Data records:
########################################
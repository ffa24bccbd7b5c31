// crates/server/src/jobs/mod.rs
//! Progress broadcast core for asset-generation jobs.
//!
//! Provides:
//! - `ProgressStore` - aggregate percentage per live job
//! - `SubscriberRegistry` - subscribers grouped by job, behind one lock
//! - `BroadcastHub` - non-blocking fan-out over the registry
//! - `JobOrchestrator` - runs weighted sub-tasks concurrently
//! - `Subscription` - one subscriber's relay, from open to disconnect

pub mod hub;
pub mod orchestrator;
pub mod registry;
pub mod store;
pub mod subscription;
pub mod types;
pub mod worker;

pub use hub::BroadcastHub;
pub use orchestrator::{JobHandle, JobOrchestrator};
pub use registry::{Subscriber, SubscriberRegistry};
pub use store::ProgressStore;
pub use subscription::{SubscribeError, Subscription};
pub use types::{BroadcastOutcome, Job, JobSnapshot, SubscriberId};
pub use worker::{AssetWorker, SimulatedWorker, WorkError};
########################################
Activity |
Reproduce exactly the line that contains "pub mod registry;" together with each line after it to the end of the entries; include no other lines.

Solved problem |
pub mod registry;
pub mod store;
pub mod subscription;
pub mod types;
pub mod worker;

pub use hub::BroadcastHub;
pub use orchestrator::{JobHandle, JobOrchestrator};
pub use registry::{Subscriber, SubscriberRegistry};
pub use store::ProgressStore;
pub use subscription::{SubscribeError, Subscription};
pub use types::{BroadcastOutcome, Job, JobSnapshot, SubscriberId};
pub use worker::{AssetWorker, SimulatedWorker, WorkError};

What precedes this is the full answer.